**WHAT YOU WILL DO**. What is the number of lines in the following data that contain "shuffle"? Answer with the number alone.

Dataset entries
⁂

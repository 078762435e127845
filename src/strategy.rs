//! Process ordering strategies
//!
//! A strategy decides in which order the search tries the processes of a
//! configuration. It changes which choreography is found first, never
//! whether one is found.

use crate::graph::{configuration_hash, Marking};
use crate::network::{Behaviour, Network};
use rand::rngs::StdRng;
use rand::seq::SliceRandom;
use rand::SeedableRng;
use serde::{Deserialize, Serialize};
use std::cmp::Reverse;

/// Orders the processes of a configuration, highest priority first
pub trait OrderingStrategy {
    /// Process names of `network` in the order their steps are tried.
    fn order(&self, network: &Network, marking: &Marking) -> Vec<String>;
}

impl<F> OrderingStrategy for F
where
    F: Fn(&Network, &Marking) -> Vec<String>,
{
    fn order(&self, network: &Network, marking: &Marking) -> Vec<String> {
        self(network, marking)
    }
}

/// Built-in ordering strategies
///
/// Processes with equal priority keep their name order.
#[derive(Debug, Clone, Copy, Default, PartialEq, Eq, Hash, Serialize, Deserialize)]
pub enum Strategy {
    /// Processes ready to interact come first
    #[default]
    InteractionsFirst,
    /// Processes about to make a local decision come first
    ConditionsFirst,
    /// Processes that have not acted since the last loop closure come first
    UnmarkedFirst,
    /// Unmarked processes first, interactions first within each group
    UnmarkedThenInteractions,
    /// Processes with the largest remaining behaviour come first
    LongestFirst,
    /// Processes with the smallest remaining behaviour come first
    ShortestFirst,
    /// A shuffle determined by the seed and the configuration
    Random { seed: u64 },
}

fn is_interaction(behaviour: &Behaviour) -> bool {
    behaviour.is_input() || behaviour.is_output()
}

impl OrderingStrategy for Strategy {
    fn order(&self, network: &Network, marking: &Marking) -> Vec<String> {
        let mut entries: Vec<(&str, &Behaviour)> = network
            .processes()
            .iter()
            .map(|(name, term)| (name.as_str(), term.main()))
            .collect();
        let marked = |name: &str| marking.get(name).copied().unwrap_or(false);

        match self {
            Strategy::InteractionsFirst => entries.sort_by_key(|(_, main)| !is_interaction(main)),
            Strategy::ConditionsFirst => {
                entries.sort_by_key(|(_, main)| !matches!(main, Behaviour::Branch { .. }))
            }
            Strategy::UnmarkedFirst => entries.sort_by_key(|(name, _)| marked(name)),
            Strategy::UnmarkedThenInteractions => {
                entries.sort_by_key(|(name, main)| (marked(name), !is_interaction(main)))
            }
            Strategy::LongestFirst => entries.sort_by_key(|(_, main)| Reverse(main.size())),
            Strategy::ShortestFirst => entries.sort_by_key(|(_, main)| main.size()),
            Strategy::Random { seed } => {
                let mut rng = StdRng::seed_from_u64(seed ^ configuration_hash(network, marking));
                entries.shuffle(&mut rng);
            }
        }

        entries.into_iter().map(|(name, _)| name.to_string()).collect()
    }
}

⁂

**OUTPUT BELOW**. 2